__Required action__
Where a line below holds the string "this", copy that line.

(Data extracted from a collection)
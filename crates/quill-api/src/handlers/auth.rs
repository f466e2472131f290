//! Account registration, login, and token verification handlers.

use axum::{extract::State, http::StatusCode, Json};
use serde::{Deserialize, Serialize};
use utoipa::ToSchema;
use uuid::Uuid;

use quill_auth::{hash_password, verify_password};
use quill_core::{
    defaults, is_valid_email, CreateUserRequest, ServerEvent, UserProfile, UserRepository, UserRole,
};

use crate::{ApiError, AppState};

// =============================================================================
// REQUEST/RESPONSE TYPES
// =============================================================================

/// Request body for creating an account.
#[derive(Debug, Deserialize, ToSchema)]
#[serde(rename_all = "camelCase")]
pub struct RegisterRequest {
    pub email: String,
    pub password: String,
    pub first_name: String,
    pub last_name: String,
    /// Self-selected display role; defaults to "other" when omitted.
    pub role: Option<String>,
}

/// Request body for logging in.
#[derive(Debug, Deserialize, ToSchema)]
#[serde(rename_all = "camelCase")]
pub struct LoginRequest {
    pub email: String,
    pub password: String,
}

/// Session token plus the owning profile, returned on login.
#[derive(Debug, Serialize, ToSchema)]
#[serde(rename_all = "camelCase")]
pub struct AuthResponse {
    pub token: String,
    pub user: UserProfile,
}

/// Request body for verifying a session token.
#[derive(Debug, Deserialize, ToSchema)]
#[serde(rename_all = "camelCase")]
pub struct VerifyRequest {
    pub token: String,
}

/// Token introspection result. `valid: false` still answers 200; the endpoint
/// reports on the token rather than gating on it.
#[derive(Debug, Serialize, ToSchema)]
#[serde(rename_all = "camelCase")]
pub struct VerifyResponse {
    pub valid: bool,
    #[serde(skip_serializing_if = "Option::is_none")]
    pub user_id: Option<Uuid>,
    #[serde(skip_serializing_if = "Option::is_none")]
    pub email: Option<String>,
}

// =============================================================================
// HANDLERS
// =============================================================================

/// Register a new account.
///
/// Validates the email shape, password length, and name presence, hashes the
/// password, and stores the user. The plaintext password never leaves this
/// function.
///
/// # Returns
/// - 201 Created with the public profile
/// - 400 Bad Request if validation fails
/// - 409 Conflict if the email is already registered (case-insensitive)
#[utoipa::path(
    post,
    path = "/api/auth/register",
    tag = "Auth",
    request_body = RegisterRequest,
    responses(
        (status = 201, description = "Account created", body = UserProfile),
        (status = 400, description = "Validation failed"),
        (status = 409, description = "Email already registered"),
    )
)]
pub async fn register(
    State(state): State<AppState>,
    Json(req): Json<RegisterRequest>,
) -> Result<(StatusCode, Json<UserProfile>), ApiError> {
    let email = req.email.trim();
    if !is_valid_email(email) {
        return Err(ApiError::BadRequest("invalid email address".to_string()));
    }
    if req.password.chars().count() < defaults::PASSWORD_MIN_LENGTH {
        return Err(ApiError::BadRequest(format!(
            "password must be at least {} characters",
            defaults::PASSWORD_MIN_LENGTH
        )));
    }
    let first_name = req.first_name.trim();
    let last_name = req.last_name.trim();
    if first_name.is_empty() {
        return Err(ApiError::BadRequest("first name is required".to_string()));
    }
    if last_name.is_empty() {
        return Err(ApiError::BadRequest("last name is required".to_string()));
    }
    let role = match req.role.as_deref() {
        None => UserRole::default(),
        Some(r) => UserRole::parse(r)
            .ok_or_else(|| ApiError::BadRequest(format!("unknown role '{}'", r)))?,
    };

    let password_hash = hash_password(&req.password)?;
    let user = state
        .db
        .users
        .insert(CreateUserRequest {
            email: email.to_string(),
            password_hash,
            first_name: first_name.to_string(),
            last_name: last_name.to_string(),
            role,
        })
        .await?;

    state.event_bus.emit(ServerEvent::UserRegistered {
        user_id: user.id,
        email: user.email.clone(),
        first_name: user.first_name.clone(),
    });

    Ok((StatusCode::CREATED, Json(user.profile())))
}

/// Log in with email and password.
///
/// Unknown email and wrong password return the same message so the endpoint
/// does not reveal which addresses have accounts.
///
/// # Returns
/// - 200 OK with a session token and the public profile
/// - 401 Unauthorized on bad credentials
#[utoipa::path(
    post,
    path = "/api/auth/login",
    tag = "Auth",
    request_body = LoginRequest,
    responses(
        (status = 200, description = "Logged in", body = AuthResponse),
        (status = 401, description = "Bad credentials"),
    )
)]
pub async fn login(
    State(state): State<AppState>,
    Json(req): Json<LoginRequest>,
) -> Result<Json<AuthResponse>, ApiError> {
    let user = state
        .db
        .users
        .get_by_email(req.email.trim())
        .await?
        .ok_or_else(|| ApiError::Unauthorized("invalid credentials".to_string()))?;

    if !verify_password(&req.password, &user.password_hash)? {
        return Err(ApiError::Unauthorized("invalid credentials".to_string()));
    }

    let token = state.keys.sign(user.id, &user.email)?;

    Ok(Json(AuthResponse {
        token,
        user: user.profile(),
    }))
}

/// Introspect a session token.
///
/// Other services (the gateway, the frontend) use this to check a token
/// without holding the signing secret. Invalid or expired tokens answer 200
/// with `valid: false`.
#[utoipa::path(
    post,
    path = "/api/auth/verify",
    tag = "Auth",
    request_body = VerifyRequest,
    responses(
        (status = 200, description = "Introspection result", body = VerifyResponse),
    )
)]
pub async fn verify(
    State(state): State<AppState>,
    Json(req): Json<VerifyRequest>,
) -> Json<VerifyResponse> {
    match state.keys.verify(&req.token) {
        Ok(claims) => Json(VerifyResponse {
            valid: true,
            user_id: Some(claims.sub),
            email: Some(claims.email),
        }),
        Err(_) => Json(VerifyResponse {
            valid: false,
            user_id: None,
            email: None,
        }),
    }
}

__Exercise result__
/// password, and stores the user. The plaintext password never leaves this
/// Other services (the gateway, the frontend) use this to check a token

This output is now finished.